Maybe you can call your java command with this argument: -Dpolyglot.engine.TraceCompilation=true. That should trigger output similar to the following:

[engine] opt done   id=24    :program                                           |Tier 2|Time   454( 327+127 )ms|AST   59|Inlined   2Y   0N|IR    643/  2011|CodeSize    6642|Timestamp 22119660537657|Src all_source:1

Each line means that a certain part of the guest-language program was compiled. This will happen a lot initially, but should happen less and less frequently. While this compilation is going on, memory usage will be higher.
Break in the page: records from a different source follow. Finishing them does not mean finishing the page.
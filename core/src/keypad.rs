/// # Keypad
///
/// The 16-key input source. Tracks the most recently accepted key (or none)
/// rather than the full pressed set: a press is honored only if at least
/// `debounce_window` cycles have elapsed since the last accepted change, so
/// one physical press is not re-read on every cycle of a slow poll loop.
/// Key-up events clear the state immediately, debounce or not.
pub struct Keypad {
    resolved: Option<u8>,
    cycles_since_accept: u32,
    debounce_window: u32,
}

impl Keypad {
    pub fn new(debounce_window: u32) -> Self {
        Keypad {
            resolved: None,
            // Nothing has been accepted yet, so the first press goes through
            cycles_since_accept: debounce_window,
            debounce_window,
        }
    }

    /// Advance the debounce clock; called once per CPU cycle, including
    /// cycles stalled in key-wait mode.
    pub fn tick(&mut self) {
        self.cycles_since_accept = self.cycles_since_accept.saturating_add(1);
    }

    /// Report a key press. Suppressed while inside the debounce window.
    pub fn key_down(&mut self, key: u8) {
        if self.cycles_since_accept >= self.debounce_window {
            self.resolved = Some(key);
            self.cycles_since_accept = 0;
        }
    }

    /// Report a key release. Takes effect immediately.
    pub fn key_up(&mut self, key: u8) {
        if self.resolved == Some(key) {
            self.resolved = None;
        }
    }

    /// The currently resolved key, 0-15 or none.
    pub fn resolved(&self) -> Option<u8> {
        self.resolved
    }

    /// Consume the resolved key, clearing it. Used when a key-wait
    /// resolves so the next wait needs a fresh press.
    pub fn take_resolved(&mut self) -> Option<u8> {
        self.resolved.take()
    }
}
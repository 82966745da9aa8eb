use std::fs::File;
use std::io::BufReader;
use std::thread;
use std::time::{Duration, Instant};

use anyhow::{anyhow, Context};
use log::info;
use sdl2::event::Event;
use sdl2::keyboard::Keycode;

use vip8_core::constants::TIMER_HZ;
use vip8_core::{Chip8, Config};
use vip8_display::Display;

use crate::audio::Beeper;
use crate::keymap::keymap;
use crate::Args;

/// The driver: one outer tick per 60Hz frame runs `cycles_per_tick` CPU
/// cycles, decrements the timers once, presents the framebuffer when a
/// draw is pending, and sleeps off the remainder of the frame.
pub fn run(args: &Args) -> anyhow::Result<()> {
    let config = Config {
        seed: args.seed,
        debounce_window: args.debounce_window,
    };
    let mut chip8 = Chip8::new(config, Box::new(Beeper));

    let file = File::open(&args.rom)
        .with_context(|| format!("unable to open {}", args.rom.display()))?;
    chip8
        .load_rom(&mut BufReader::new(file))
        .context("unable to load rom")?;

    let sdl = sdl2::init().map_err(|e| anyhow!(e))?;
    let mut display = Display::new(&sdl, args.scale).map_err(|e| anyhow!(e))?;
    let mut events = sdl.event_pump().map_err(|e| anyhow!(e))?;

    let tick_time = Duration::from_micros(1_000_000 / u64::from(TIMER_HZ));

    'tick: loop {
        let tick_start = Instant::now();

        for event in events.poll_iter() {
            match event {
                Event::Quit { .. }
                | Event::KeyDown {
                    keycode: Some(Keycode::Escape),
                    ..
                } => break 'tick,
                Event::KeyDown {
                    keycode: Some(key), ..
                } => {
                    if let Some(code) = keymap(key) {
                        chip8.key_press(code);
                    }
                }
                Event::KeyUp {
                    keycode: Some(key), ..
                } => {
                    if let Some(code) = keymap(key) {
                        chip8.key_release(code);
                    }
                }
                _ => {}
            }
        }

        for _ in 0..args.cycles_per_tick {
            chip8.step().context("emulation halted")?;
        }
        chip8.tick_timers();

        if let Some(frame) = chip8.take_frame() {
            display.render(frame).map_err(|e| anyhow!(e))?;
        }

        if let Some(rest) = tick_time.checked_sub(tick_start.elapsed()) {
            thread::sleep(rest);
        }
    }

    info!("quit requested; shutting down");
    Ok(())
}
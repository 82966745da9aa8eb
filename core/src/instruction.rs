use crate::opcode::Opcode;
use crate::operations::{self, Operation};

/// Selects the operation for an opcode, dispatching on the category nibble
/// and the sub-opcode fields. Combinations outside the 35-instruction set
/// decode to `None`; the machine turns that into a fatal decode fault.
pub fn decode(op: Opcode) -> Option<Operation> {
    let operation: Operation = match op.nibbles() {
        (0x0, 0x0, 0xE, 0x0) => operations::clear,
        (0x0, 0x0, 0xE, 0xE) => operations::ret,
        (0x1, ..) => operations::jump,
        (0x2, ..) => operations::call,
        (0x3, ..) => operations::ske,
        (0x4, ..) => operations::skne,
        (0x5, .., 0x0) => operations::skre,
        (0x6, ..) => operations::load,
        (0x7, ..) => operations::add,
        // The sub-opcode is validated inside the ALU dispatch
        (0x8, ..) => operations::alu,
        (0x9, .., 0x0) => operations::skrne,
        (0xA, ..) => operations::loadi,
        (0xB, ..) => operations::jumpo,
        (0xC, ..) => operations::rand,
        (0xD, ..) => operations::draw,
        (0xE, .., 0x9, 0xE) => operations::skpr,
        (0xE, .., 0xA, 0x1) => operations::skup,
        (0xF, .., 0x0, 0x7) => operations::moved,
        (0xF, .., 0x0, 0xA) => operations::keyd,
        (0xF, .., 0x1, 0x5) => operations::loadd,
        (0xF, .., 0x1, 0x8) => operations::beep,
        (0xF, .., 0x1, 0xE) => operations::addi,
        (0xF, .., 0x2, 0x9) => operations::ldspr,
        (0xF, .., 0x3, 0x3) => operations::bcd,
        (0xF, .., 0x5, 0x5) => operations::stor,
        (0xF, .., 0x6, 0x5) => operations::read,
        _ => return None,
    };
    Some(operation)
}
/// Display dimensions in pixels
pub const DISPLAY_WIDTH: usize = 64;
pub const DISPLAY_HEIGHT: usize = 32;

/// Total addressable memory
pub const MEMORY_SIZE: usize = 4096;

/// Where programs are loaded; everything below is interpreter/font area
pub const PROGRAM_START: u16 = 0x200;

/// Largest program image that fits between PROGRAM_START and the end of memory
pub const MAX_ROM_SIZE: usize = MEMORY_SIZE - PROGRAM_START as usize;

/// Return address stack entries; slot 0 is the empty sentinel
pub const STACK_DEPTH: usize = 16;

/// Each font glyph is 5 bytes tall
pub const FONT_GLYPH_BYTES: u16 = 5;

/// Timers are decremented at 60Hz regardless of CPU throughput
pub const TIMER_HZ: u32 = 60;

/// CPU cycles executed per 60Hz tick; a throughput knob, not a correctness one
pub const DEFAULT_CYCLES_PER_TICK: u32 = 10;

/// Cycles that must elapse before a new key press is accepted
pub const DEFAULT_DEBOUNCE_WINDOW: u32 = 3;

/// FX18 beep parameters handed to the audio collaborator
pub const BEEP_FREQUENCY: u16 = 440;
pub const BEEP_DURATION_MS: u64 = 100;

/// Built-in font: 16 glyphs (0-F) of 5 bytes each, preloaded at address 0
/// so that glyph x lives at x * 5.
pub const FONT_SPRITES: [u8; 80] = [
    0xF0, 0x90, 0x90, 0x90, 0xF0, // 0
    0x20, 0x60, 0x20, 0x20, 0x70, // 1
    0xF0, 0x10, 0xF0, 0x80, 0xF0, // 2
    0xF0, 0x10, 0xF0, 0x10, 0xF0, // 3
    0x90, 0x90, 0xF0, 0x10, 0x10, // 4
    0xF0, 0x80, 0xF0, 0x10, 0xF0, // 5
    0xF0, 0x80, 0xF0, 0x90, 0xF0, // 6
    0xF0, 0x10, 0x20, 0x40, 0x40, // 7
    0xF0, 0x90, 0xF0, 0x90, 0xF0, // 8
    0xF0, 0x90, 0xF0, 0x10, 0xF0, // 9
    0xF0, 0x90, 0xF0, 0x90, 0x90, // A
    0xE0, 0x90, 0xE0, 0x90, 0xE0, // B
    0xF0, 0x80, 0x80, 0x80, 0xF0, // C
    0xE0, 0x90, 0x90, 0x90, 0xE0, // D
    0xF0, 0x80, 0xF0, 0x80, 0xF0, // E
    0xF0, 0x80, 0xF0, 0x80, 0x80, // F
];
Once there is no more compilation, memory usage should be low (and except of some overhead, represent whatever your application needs).

With 2.4mb source code, that should take a few seconds, maybe up to a minute or two - but that highly depends on the actual patterns used in your code, how much of the code is execute repeatedly, how much is only initialization code, etc. Maybe let it run until there are no more [engine] outputs print and measure the time. That alone is an interesting measurement.

Two things additional things to learn from that output:

if you don't see it at all, you are not using our optimizing compiler. Performance will be bad
if it does not go away, the same methods keep getting compiled, you maybe even see repeated opt deopt - that is a sign for troubles that you should report independently (not a problem in itself, only if it keeps deoptimizing the same method repeatedly)

(Minor) I don't think you strictly need the context.enter() and context.leave, those should be implicit in your example (you create and destroy the context anyway). Unless there is some multithreading going on that you don't represent in your example?

Best,
Christian

limanhei · 2022-06-29T14:31:58Z

Hi Christian,

I saw 1 opt failed. GraphTooBigBailoutException: Graph too big to safely compile. Node count: 400002. Limit: 400000.

The compilation only started when I stopped the load test. Except the above failed compilation, others are opt done. After a while, the compilation still continue, and then the container got killed.

limanhei · 2022-06-29T15:56:11Z

I think the problem I encountered is that the JVMCI is actually using memory outside JVM, so increasing the memory of the container without lowering the MaxRamPercentage has minimal effect to the issue. After I increased container memory from 2G to 4G and lowered MaxRamPercentage to 50 percent I think it is stable. However, I am not sure how much memory is required for JVMCI and it left a risk of oomkill, is there anyway to limit its memory usage?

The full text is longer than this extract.